All of lore.kernel.org
 help / color / mirror / Atom feed
From: Andrew Morton <akpm@linux-foundation.org>
To: akpm@linux-foundation.org, benh@kernel.crashing.org,
	bp@alien8.de, catalin.marinas@arm.com, dan.j.williams@intel.com,
	dave.hansen@linux.intel.com, david@redhat.com,
	ebadger@gigaio.com, hch@lst.de, hpa@zytor.com, jgg@ziepe.ca,
	linux-mm@kvack.org, logang@deltatee.com, luto@kernel.org,
	mhocko@suse.com, mingo@redhat.com, mm-commits@vger.kernel.org,
	mpe@ellerman.id.au, paulus@samba.org, peterz@infradead.org,
	tglx@linutronix.de, torvalds@linux-foundation.org,
	will@kernel.org
Subject: [patch 24/35] mm/memory_hotplug: add pgprot_t to mhp_params
Date: Fri, 10 Apr 2020 14:33:36 -0700	[thread overview]
Message-ID: <20200410213336.7dA-akMbT%akpm@linux-foundation.org> (raw)
In-Reply-To: <20200410143047.bf34a933ce1affdc042c7c80@linux-foundation.org>

From: Logan Gunthorpe <logang@deltatee.com>
Subject: mm/memory_hotplug: add pgprot_t to mhp_params

devm_memremap_pages() is currently used by the PCI P2PDMA code to create
struct page mappings for IO memory.  At present, these mappings are
created with PAGE_KERNEL which implies setting the PAT bits to be WB. 
However, on x86, an mtrr register will typically override this and force
the cache type to be UC-.  In the case firmware doesn't set this register
it is effectively WB and will typically result in a machine check
exception when it's accessed.

Other arches are not currently likely to function correctly seeing they
don't have any MTRR registers to fall back on.

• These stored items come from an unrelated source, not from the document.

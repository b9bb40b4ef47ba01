use blockstore::{Block, BlockStore, BytesPayload, NewBlock, RootPayload, StoreBuilder};

pub fn main() -> blockstore::Result<()> {
    let dir = tempfile::tempdir()?;
    let path = dir.path().join("cache.bin");

    // Create a store with a root record and hang one data block off it.
    let mut store = StoreBuilder::from(path.as_path())
        .cacheable::<RootPayload>()
        .build();
    store.open(|store| {
        let root = store.attach(NewBlock::new(RootPayload::default()))?;
        store.write(&root)
    })?;

    let data = store.attach(NewBlock::new(BytesPayload::new(b"hello".to_vec())))?;
    store.write(&data)?;
    let mut root: Block<RootPayload> = store.read_first()?;
    root.payload_mut().root = data.pointer();
    store.write(&root)?;
    store.close()?;

    // Reopen and follow the root pointer.
    let mut store = StoreBuilder::from(path.as_path()).build();
    store.open(|_| Ok(()))?;
    let root: Block<RootPayload> = store.read_first()?;
    let data: Block<BytesPayload> = store.read(root.payload().root)?;
    println!(
        "{} bytes on disk, root -> {}, data = {:?}",
        store.inner().len(),
        root.payload().root,
        String::from_utf8_lossy(data.payload().bytes())
    );
    store.close()
}
use std::cell::Cell;
use std::fmt;
use std::io::{self, Read, Write};

/// A stable byte offset of a record within a block store's backing file.
///
/// Pointers are never reused once handed out, so a pointer stays valid for
/// as long as the store is not cleared.
#[derive(Clone, Copy, Debug, PartialEq, Eq, Hash, PartialOrd, Ord)]
pub struct BlockPointer(i64);

impl BlockPointer {
    /// Refers to no record. Payloads use it for links that are not set yet.
    pub const NULL: BlockPointer = BlockPointer(-1);

    /// Points at the given byte offset. Offsets must fit in 63 bits.
    pub fn at(offset: u64) -> Self {
        assert!(
            offset <= i64::MAX as u64,
            "block offset {} exceeds the addressable range",
            offset
        );
        BlockPointer(offset as i64)
    }

    /// Decodes a pointer from its on-disk form, where any negative value is null.
    pub fn from_raw(raw: i64) -> Self {
        if raw < 0 {
            BlockPointer::NULL
        } else {
            BlockPointer(raw)
        }
    }

    pub fn to_raw(self) -> i64 {
        self.0
    }

    pub fn is_null(self) -> bool {
        self.0 < 0
    }

    pub fn offset(self) -> Option<u64> {
        if self.is_null() {
            None
        } else {
            Some(self.0 as u64)
        }
    }
}

impl Default for BlockPointer {
    fn default() -> Self {
        BlockPointer::NULL
    }
}

impl fmt::Display for BlockPointer {
    fn fmt(&self, f: &mut fmt::Formatter<'_>) -> fmt::Result {
        match self.offset() {
            Some(offset) => write!(f, "@{}", offset),
            None => f.write_str("null"),
        }
    }
}

/// The unit of storable data. Implementations are supplied by whoever sits on
/// top of the store; the store itself only frames and validates their bytes.
pub trait BlockPayload: Clone + fmt::Debug + 'static {
    /// Type tag written into every record of this kind. Tags must be unique
    /// among the payload kinds sharing a store.
    const TAG: u8;

    /// Number of bytes `write_to` produces.
    fn size(&self) -> usize;

    fn write_to<W: Write>(&self, sink: &mut W) -> io::Result<()>;

    fn read_from<R: Read>(source: &mut R) -> io::Result<Self>;
}

/// A payload that has not been given a place in a store yet.
#[derive(Clone, Debug)]
pub struct NewBlock<P> {
    payload: P,
    size: Cell<Option<usize>>,
}

impl<P: BlockPayload> NewBlock<P> {
    pub fn new(payload: P) -> Self {
        Self {
            payload,
            size: Cell::new(None),
        }
    }

    /// The payload size, computed on first use and fixed afterwards.
    pub fn size(&self) -> usize {
        match self.size.get() {
            Some(size) => size,
            None => {
                let size = self.payload.size();
                self.size.set(Some(size));
                size
            }
        }
    }

    pub fn payload(&self) -> &P {
        &self.payload
    }

    pub fn payload_mut(&mut self) -> &mut P {
        &mut self.payload
    }

    /// Moves the payload to `pointer`. Only a store's allocator calls this.
    pub(crate) fn place(self, pointer: BlockPointer) -> Block<P> {
        let size = self.size();
        Block::with_size(pointer, self.payload, size)
    }
}

/// A payload placed at a fixed pointer.
///
/// Placed blocks only come out of a store, from `attach` or `read`, so the
/// space reserved for the payload is always known.
#[derive(Clone, Debug)]
pub struct Block<P> {
    pointer: BlockPointer,
    payload: P,
    size: usize,
}

impl<P: BlockPayload> Block<P> {
    pub(crate) fn with_size(pointer: BlockPointer, payload: P, size: usize) -> Self {
        assert!(!pointer.is_null(), "a block cannot be placed at the null pointer");
        Self {
            pointer,
            payload,
            size,
        }
    }

    pub fn pointer(&self) -> BlockPointer {
        self.pointer
    }

    /// Bytes reserved for the payload. Writing a payload that has grown past
    /// this fails.
    pub fn size(&self) -> usize {
        self.size
    }

    pub fn payload(&self) -> &P {
        &self.payload
    }

    pub fn payload_mut(&mut self) -> &mut P {
        &mut self.payload
    }

    pub fn into_payload(self) -> P {
        self.payload
    }
}
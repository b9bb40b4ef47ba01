use crate::block::BlockPointer;

/// Hands out space at the end of the backing file. Space is never reused,
/// only reclaimed wholesale when the store is cleared, so pointers stay
/// stable for the lifetime of the store.
#[derive(Debug)]
pub(crate) struct AppendAllocator {
    /// Offset the next allocation starts at.
    next: u64,
}

impl AppendAllocator {
    pub fn starting_at(next: u64) -> Self {
        Self { next }
    }

    /// Reserves `len` contiguous bytes and returns where they start.
    pub fn allocate(&mut self, len: u64) -> BlockPointer {
        let pointer = BlockPointer::at(self.next);
        self.next += len;
        pointer
    }

    /// Marks everything before `end` as used, so later allocations never
    /// overlap bytes written outside of `allocate`.
    pub fn reserve_until(&mut self, end: u64) {
        if end > self.next {
            self.next = end;
        }
    }

    pub fn next(&self) -> BlockPointer {
        BlockPointer::at(self.next)
    }

    pub fn reset(&mut self) {
        self.next = 0;
    }
}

To solve this, provide a way to specify the pgprot value explicitly to
arch_add_memory().

Of the arches that support MEMORY_HOTPLUG: x86_64, and arm64 need a simple
change to pass the pgprot_t down to their respective functions which set
up the page tables.  For x86_32, set the page tables explicitly using
_set_memory_prot() (seeing they are already mapped).  For ia64, s390 and
sh, reject anything but PAGE_KERNEL settings -- this should be fine, for
now, seeing these architectures don't support ZONE_DEVICE.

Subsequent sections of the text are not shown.